_Assigned task_
Return, exactly and in full, the lines of the records below starting at the one with "self.step = self.plan().normalize(self.step);" and ending at the one with "if !self.draft.has_tag(tag) &&", and no other lines.
# # # # #
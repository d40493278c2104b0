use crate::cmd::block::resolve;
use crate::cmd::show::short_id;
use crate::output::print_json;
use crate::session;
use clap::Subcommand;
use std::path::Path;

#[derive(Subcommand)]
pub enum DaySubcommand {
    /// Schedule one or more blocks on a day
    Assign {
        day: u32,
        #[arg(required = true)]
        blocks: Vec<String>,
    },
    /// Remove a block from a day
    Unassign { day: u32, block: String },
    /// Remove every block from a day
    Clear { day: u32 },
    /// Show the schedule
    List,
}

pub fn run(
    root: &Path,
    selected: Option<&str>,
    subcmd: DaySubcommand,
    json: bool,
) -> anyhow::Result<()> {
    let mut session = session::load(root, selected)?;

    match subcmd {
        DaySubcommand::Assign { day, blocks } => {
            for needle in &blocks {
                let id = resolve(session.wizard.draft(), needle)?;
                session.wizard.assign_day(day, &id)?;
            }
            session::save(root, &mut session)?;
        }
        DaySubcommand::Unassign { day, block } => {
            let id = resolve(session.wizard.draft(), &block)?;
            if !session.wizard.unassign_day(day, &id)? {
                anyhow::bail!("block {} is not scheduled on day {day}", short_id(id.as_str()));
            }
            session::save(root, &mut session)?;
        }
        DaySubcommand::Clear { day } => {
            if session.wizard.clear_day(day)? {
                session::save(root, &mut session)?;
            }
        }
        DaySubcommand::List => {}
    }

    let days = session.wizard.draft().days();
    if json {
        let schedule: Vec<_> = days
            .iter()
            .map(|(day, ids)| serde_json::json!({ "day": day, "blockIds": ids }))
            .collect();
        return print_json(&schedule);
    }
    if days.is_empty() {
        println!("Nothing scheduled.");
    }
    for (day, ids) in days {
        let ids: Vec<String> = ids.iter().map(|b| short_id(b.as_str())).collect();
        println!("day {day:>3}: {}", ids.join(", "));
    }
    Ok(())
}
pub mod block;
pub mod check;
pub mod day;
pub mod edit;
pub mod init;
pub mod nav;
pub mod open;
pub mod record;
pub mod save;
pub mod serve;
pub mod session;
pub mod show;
# # # # #
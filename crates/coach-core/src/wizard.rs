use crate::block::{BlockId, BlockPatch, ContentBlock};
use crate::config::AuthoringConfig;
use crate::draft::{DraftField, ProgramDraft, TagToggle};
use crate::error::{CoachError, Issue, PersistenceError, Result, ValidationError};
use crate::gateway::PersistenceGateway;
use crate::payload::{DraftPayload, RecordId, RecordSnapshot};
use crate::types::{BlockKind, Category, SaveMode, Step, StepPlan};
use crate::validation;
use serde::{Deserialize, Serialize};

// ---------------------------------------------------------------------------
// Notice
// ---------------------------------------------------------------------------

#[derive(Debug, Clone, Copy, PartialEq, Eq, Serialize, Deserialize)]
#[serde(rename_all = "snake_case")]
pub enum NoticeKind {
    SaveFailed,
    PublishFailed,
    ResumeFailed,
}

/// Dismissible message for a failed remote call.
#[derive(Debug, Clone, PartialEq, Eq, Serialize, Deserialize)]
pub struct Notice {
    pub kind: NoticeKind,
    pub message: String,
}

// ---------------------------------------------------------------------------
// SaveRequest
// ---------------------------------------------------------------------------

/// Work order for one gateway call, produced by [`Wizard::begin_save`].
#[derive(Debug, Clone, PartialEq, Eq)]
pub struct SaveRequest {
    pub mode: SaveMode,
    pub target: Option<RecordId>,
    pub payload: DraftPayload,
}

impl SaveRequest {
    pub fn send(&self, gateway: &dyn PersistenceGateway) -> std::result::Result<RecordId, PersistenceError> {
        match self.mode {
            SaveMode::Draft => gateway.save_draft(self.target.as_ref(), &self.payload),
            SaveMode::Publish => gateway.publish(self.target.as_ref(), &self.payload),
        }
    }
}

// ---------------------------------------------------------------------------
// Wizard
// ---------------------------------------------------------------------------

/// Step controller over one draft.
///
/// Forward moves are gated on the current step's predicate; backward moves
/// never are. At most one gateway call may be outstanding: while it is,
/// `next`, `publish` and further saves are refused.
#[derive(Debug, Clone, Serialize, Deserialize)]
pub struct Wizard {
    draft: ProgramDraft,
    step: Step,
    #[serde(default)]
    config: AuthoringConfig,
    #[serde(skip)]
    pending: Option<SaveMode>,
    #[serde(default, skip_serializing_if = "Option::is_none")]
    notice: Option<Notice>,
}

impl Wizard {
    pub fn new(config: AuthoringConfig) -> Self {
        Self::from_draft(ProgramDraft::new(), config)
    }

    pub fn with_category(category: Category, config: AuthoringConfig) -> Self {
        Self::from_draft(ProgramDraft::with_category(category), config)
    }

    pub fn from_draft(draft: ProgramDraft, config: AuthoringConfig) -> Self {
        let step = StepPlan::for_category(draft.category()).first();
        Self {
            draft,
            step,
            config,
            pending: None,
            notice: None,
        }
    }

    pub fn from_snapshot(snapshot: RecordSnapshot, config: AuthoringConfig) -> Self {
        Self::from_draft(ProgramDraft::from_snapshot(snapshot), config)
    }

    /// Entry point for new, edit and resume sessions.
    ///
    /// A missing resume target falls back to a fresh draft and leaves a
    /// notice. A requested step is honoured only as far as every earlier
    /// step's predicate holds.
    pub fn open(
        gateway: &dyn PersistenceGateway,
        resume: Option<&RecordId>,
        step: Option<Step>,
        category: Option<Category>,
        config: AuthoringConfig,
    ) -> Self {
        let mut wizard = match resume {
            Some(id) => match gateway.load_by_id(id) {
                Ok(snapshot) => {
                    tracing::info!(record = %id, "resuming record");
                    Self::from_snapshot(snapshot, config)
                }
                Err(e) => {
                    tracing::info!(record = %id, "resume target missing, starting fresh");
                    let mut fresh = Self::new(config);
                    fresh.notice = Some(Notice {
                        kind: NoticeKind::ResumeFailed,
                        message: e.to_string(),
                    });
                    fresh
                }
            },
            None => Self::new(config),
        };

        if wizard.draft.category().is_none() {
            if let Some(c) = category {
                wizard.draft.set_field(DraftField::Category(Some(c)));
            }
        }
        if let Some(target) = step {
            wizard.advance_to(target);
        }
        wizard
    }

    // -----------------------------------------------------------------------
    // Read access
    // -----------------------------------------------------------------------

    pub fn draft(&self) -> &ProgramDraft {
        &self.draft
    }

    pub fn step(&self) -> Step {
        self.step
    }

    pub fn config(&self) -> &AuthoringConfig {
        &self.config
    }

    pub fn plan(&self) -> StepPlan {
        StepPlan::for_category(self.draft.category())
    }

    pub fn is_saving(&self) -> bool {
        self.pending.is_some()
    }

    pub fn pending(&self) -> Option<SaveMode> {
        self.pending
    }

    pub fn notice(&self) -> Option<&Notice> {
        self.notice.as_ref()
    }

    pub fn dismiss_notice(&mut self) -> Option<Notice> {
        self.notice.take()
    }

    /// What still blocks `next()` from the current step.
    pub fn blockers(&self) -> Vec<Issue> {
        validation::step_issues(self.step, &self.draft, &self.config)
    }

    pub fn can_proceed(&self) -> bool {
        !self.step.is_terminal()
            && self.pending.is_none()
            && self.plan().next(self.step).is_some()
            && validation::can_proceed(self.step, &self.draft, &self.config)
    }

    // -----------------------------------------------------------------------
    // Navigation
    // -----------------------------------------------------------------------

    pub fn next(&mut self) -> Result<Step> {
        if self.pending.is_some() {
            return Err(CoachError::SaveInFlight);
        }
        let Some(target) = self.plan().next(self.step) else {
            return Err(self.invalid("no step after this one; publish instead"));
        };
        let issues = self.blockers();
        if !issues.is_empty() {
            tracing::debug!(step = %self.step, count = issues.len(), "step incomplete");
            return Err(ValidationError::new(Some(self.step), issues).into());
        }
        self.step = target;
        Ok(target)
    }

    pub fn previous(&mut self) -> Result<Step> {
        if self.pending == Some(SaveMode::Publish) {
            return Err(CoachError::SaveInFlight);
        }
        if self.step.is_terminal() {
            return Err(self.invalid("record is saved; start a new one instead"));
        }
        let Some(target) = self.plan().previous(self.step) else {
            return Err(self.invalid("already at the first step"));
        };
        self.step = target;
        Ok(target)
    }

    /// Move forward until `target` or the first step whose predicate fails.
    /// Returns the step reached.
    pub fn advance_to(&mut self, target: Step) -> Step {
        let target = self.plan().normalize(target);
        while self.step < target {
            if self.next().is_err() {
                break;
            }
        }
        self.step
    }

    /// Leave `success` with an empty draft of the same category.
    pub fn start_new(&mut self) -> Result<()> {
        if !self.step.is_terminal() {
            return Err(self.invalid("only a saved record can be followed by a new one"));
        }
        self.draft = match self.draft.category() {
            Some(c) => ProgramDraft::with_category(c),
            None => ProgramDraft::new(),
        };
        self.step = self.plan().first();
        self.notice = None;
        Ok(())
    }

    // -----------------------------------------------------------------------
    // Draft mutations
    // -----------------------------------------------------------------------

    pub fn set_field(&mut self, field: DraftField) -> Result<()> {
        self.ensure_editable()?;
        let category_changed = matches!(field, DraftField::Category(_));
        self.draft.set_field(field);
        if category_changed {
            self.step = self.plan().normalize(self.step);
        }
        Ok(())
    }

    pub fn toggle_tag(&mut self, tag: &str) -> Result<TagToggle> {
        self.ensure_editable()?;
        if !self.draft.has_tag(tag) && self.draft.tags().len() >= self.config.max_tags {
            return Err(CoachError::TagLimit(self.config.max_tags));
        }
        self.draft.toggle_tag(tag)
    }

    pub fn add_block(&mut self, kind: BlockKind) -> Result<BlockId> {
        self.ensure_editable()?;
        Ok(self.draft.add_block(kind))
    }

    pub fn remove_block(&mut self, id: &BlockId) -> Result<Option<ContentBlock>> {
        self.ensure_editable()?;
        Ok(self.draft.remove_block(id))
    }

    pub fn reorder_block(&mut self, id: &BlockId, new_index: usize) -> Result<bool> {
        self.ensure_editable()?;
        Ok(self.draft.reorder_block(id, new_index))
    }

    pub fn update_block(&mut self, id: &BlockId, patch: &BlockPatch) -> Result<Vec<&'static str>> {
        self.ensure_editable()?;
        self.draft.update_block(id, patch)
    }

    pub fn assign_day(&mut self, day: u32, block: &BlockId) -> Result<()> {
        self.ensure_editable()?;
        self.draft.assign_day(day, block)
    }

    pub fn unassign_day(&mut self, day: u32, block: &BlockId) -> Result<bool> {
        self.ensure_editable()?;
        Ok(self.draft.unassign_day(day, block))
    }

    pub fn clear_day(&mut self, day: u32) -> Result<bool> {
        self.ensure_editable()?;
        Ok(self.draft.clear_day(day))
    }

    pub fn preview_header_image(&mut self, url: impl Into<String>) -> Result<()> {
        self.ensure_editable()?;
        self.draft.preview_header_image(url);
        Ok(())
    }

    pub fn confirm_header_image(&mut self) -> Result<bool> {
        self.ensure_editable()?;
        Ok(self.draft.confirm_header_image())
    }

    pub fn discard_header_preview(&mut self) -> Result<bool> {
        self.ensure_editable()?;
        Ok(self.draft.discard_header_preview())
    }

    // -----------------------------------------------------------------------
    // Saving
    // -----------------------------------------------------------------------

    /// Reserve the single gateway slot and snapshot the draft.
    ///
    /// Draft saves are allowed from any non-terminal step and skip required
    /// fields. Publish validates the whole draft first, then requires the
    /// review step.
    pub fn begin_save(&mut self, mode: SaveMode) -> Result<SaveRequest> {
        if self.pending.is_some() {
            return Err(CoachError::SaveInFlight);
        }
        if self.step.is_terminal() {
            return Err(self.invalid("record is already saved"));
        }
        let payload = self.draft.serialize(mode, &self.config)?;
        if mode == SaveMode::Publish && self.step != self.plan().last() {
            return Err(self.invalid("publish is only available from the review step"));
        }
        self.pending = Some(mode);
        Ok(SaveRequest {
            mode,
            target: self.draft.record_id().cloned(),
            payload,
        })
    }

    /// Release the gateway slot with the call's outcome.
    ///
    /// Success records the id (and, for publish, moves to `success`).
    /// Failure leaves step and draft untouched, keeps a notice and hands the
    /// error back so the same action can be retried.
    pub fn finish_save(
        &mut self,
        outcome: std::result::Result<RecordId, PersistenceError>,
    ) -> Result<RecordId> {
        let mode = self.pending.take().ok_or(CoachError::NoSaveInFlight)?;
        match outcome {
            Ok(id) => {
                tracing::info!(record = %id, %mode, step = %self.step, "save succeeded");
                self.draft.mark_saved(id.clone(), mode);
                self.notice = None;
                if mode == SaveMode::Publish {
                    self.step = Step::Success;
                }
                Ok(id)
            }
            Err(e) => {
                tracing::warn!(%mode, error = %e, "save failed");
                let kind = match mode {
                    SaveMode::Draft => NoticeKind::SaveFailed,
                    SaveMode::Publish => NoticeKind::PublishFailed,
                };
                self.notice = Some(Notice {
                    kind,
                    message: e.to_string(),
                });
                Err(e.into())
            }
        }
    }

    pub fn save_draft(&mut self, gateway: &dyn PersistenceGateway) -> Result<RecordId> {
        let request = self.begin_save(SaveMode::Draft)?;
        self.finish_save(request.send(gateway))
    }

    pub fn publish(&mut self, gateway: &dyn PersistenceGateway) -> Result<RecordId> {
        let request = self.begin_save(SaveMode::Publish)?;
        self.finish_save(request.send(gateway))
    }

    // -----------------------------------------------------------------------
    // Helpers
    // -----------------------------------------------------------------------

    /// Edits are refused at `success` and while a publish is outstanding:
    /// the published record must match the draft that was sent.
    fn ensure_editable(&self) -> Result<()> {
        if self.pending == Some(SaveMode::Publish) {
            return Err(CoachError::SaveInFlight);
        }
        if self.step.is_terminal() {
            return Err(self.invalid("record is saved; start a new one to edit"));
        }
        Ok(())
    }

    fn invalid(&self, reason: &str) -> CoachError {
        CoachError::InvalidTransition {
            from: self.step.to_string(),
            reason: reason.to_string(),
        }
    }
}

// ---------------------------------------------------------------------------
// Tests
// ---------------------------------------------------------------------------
# # # # #
_Exercise result_
            self.step = self.plan().normalize(self.step);
        }
        Ok(())
    }

    pub fn toggle_tag(&mut self, tag: &str) -> Result<TagToggle> {
        self.ensure_editable()?;
        if !self.draft.has_tag(tag) && self.draft.tags().len() >= self.config.max_tags {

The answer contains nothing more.